Bem, qual a possibilidade de ganhar a causa? É roleta russa! Então, respondendo a pergunta do título desse artigo, o empregador pode se utilizar da teoria Fato do Príncipe em razão das medidas autoritárias que suspenderam suas atividades por tempo indeterminado pelo uso da força bruta do estado? Por enquanto não é recomendável em razão dessa insegurança jurídica que o próprio estado nos faz engolir. Vejamos:
Acontece que, quando o presidente citou o artigo Fato do Príncipe, o legislativo tratou de aprovar a Lei nº 14.020/20, cujo artigo 29 é bem claro:
"Não se aplica o disposto no art. 486 da CLT, aprovada pelo Decreto-Lei nº 5.452, de 1º de maio de 1943, na hipótese de paralisação ou suspensão de atividades empresariais determinadas por ato de autoridade municipal, estadual ou federal para o enfrentamento do estado de calamidade pública reconhecido pelo Decreto Legislativo nº 6, de 20 de março de 2020, e da emergência de saúde pública de importância internacional decorrente do coronavírus, de que trata a Lei nº 13.979, de 6 de fevereiro de 2020".
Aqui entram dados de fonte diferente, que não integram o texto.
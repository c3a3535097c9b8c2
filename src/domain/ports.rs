use crate::domain::model::{AuditReport, AuditRequest};
use crate::utils::error::Result;
use async_trait::async_trait;

pub trait Storage: Send + Sync {
    fn read_file(&self, path: &str) -> impl std::future::Future<Output = Result<Vec<u8>>> + Send;
    fn write_file(
        &self,
        path: &str,
        data: &[u8],
    ) -> impl std::future::Future<Output = Result<()>> + Send;
}

pub trait ConfigProvider: Send + Sync {
    fn input_path(&self) -> &str;
    fn output_path(&self) -> &str;
}

#[async_trait]
pub trait AuditPipeline: Send + Sync {
    async fn extract(&self) -> Result<Vec<AuditRequest>>;
    async fn evaluate(&self, requests: Vec<AuditRequest>) -> Result<AuditReport>;
    async fn load(&self, report: AuditReport) -> Result<String>;
}
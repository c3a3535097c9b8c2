use tracing_subscriber::{layer::SubscriberExt, util::SubscriberInitExt, EnvFilter};

fn default_filter(verbose: bool, level: Option<&str>) -> EnvFilter {
    EnvFilter::try_from_default_env().unwrap_or_else(|_| match (verbose, level) {
        (true, _) => EnvFilter::new("crystalline=debug,info"),
        (false, Some(level)) => EnvFilter::new(format!("crystalline={}", level)),
        (false, None) => EnvFilter::new("crystalline=info"),
    })
}

/// `level` comes from the policy file and yields to `--verbose` and `RUST_LOG`.
pub fn init_cli_logger(verbose: bool, level: Option<&str>) {
    tracing_subscriber::registry()
        .with(default_filter(verbose, level))
        .with(
            tracing_subscriber::fmt::layer()
                .with_target(false)
                .with_thread_ids(false)
                .with_file(false)
                .with_line_number(false)
                .compact(),
        )
        .init();
}

/// Installs a JSON logger for hosts embedding the C library.
///
/// Returns `false` when the host already owns a global subscriber.
pub fn try_init_library_logger() -> bool {
    tracing_subscriber::registry()
        .with(default_filter(false, None))
        .with(
            tracing_subscriber::fmt::layer()
                .with_writer(std::io::stderr)
                .with_target(true)
                .json(),
        )
        .try_init()
        .is_ok()
}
Claro, “placet utilitatem vestram”, tudo para proteger governotários e prefeitardados que gostaram de receber uma graninha boa do governo federal. E tome jurisprudência:
“PANDEMIA DA COVID-19 – SUSPENSÃO DAS ATIVIDADES EMPRESARIAIS – FATO DO PRÍNCIPE – ARTIGO 486 DA CLT – NÃO CARACTERIZAÇÃO. A pandemia da COVID19 exigiu medidas extremas de isolamento e distanciamento social, fazendo com que algumas atividades empresariais consideradas como não essenciais fossem temporariamente suspensas, com vistas à preservação de um bem maior, qual seja, a saúde pública. A hipótese não configura fato do príncipe, na forma do art. 486 da CLT, pois a suspensão das atividades empresariais não decorreu de ato administrativo discricionário, na medida em que não se fundou em juízo de mera conveniência e oportunidade do Poder Público, mas da necessidade de proteção da saúde pública. Ademais, o artigo 29 da Lei nº 14.020/20 expressamente excluiu a aplicação do dispositivo celetista nessa hipótese.” (Processo Nº ROT-0010701-96.2020.5.03.0038 – 3ª Reg. – 3ª T. – Relator Emília Lima Facchini – DEJT-MG 09.12.2020, pag. 746).
Quando a política se utiliza da ciência para respaldar regras autoritárias, ainda que em nome de uma coletividade (que é formada por INDIVÍDUOS, diga-se de passagem) a ciência acaba ali, naquele ponto. Nada mais anticientífico mas sim cientificismo. Unanimidade científica é fraude, aprende-se isso no primeiro ano do curso de Ciências Sociais. Uma leitura do livro “Ciência e Política: Duas Vocações”, de Max Weber já seria o suficiente para se compreender isso. Mas quem vai ler Max Weber se temos Balelas e Tamarindos?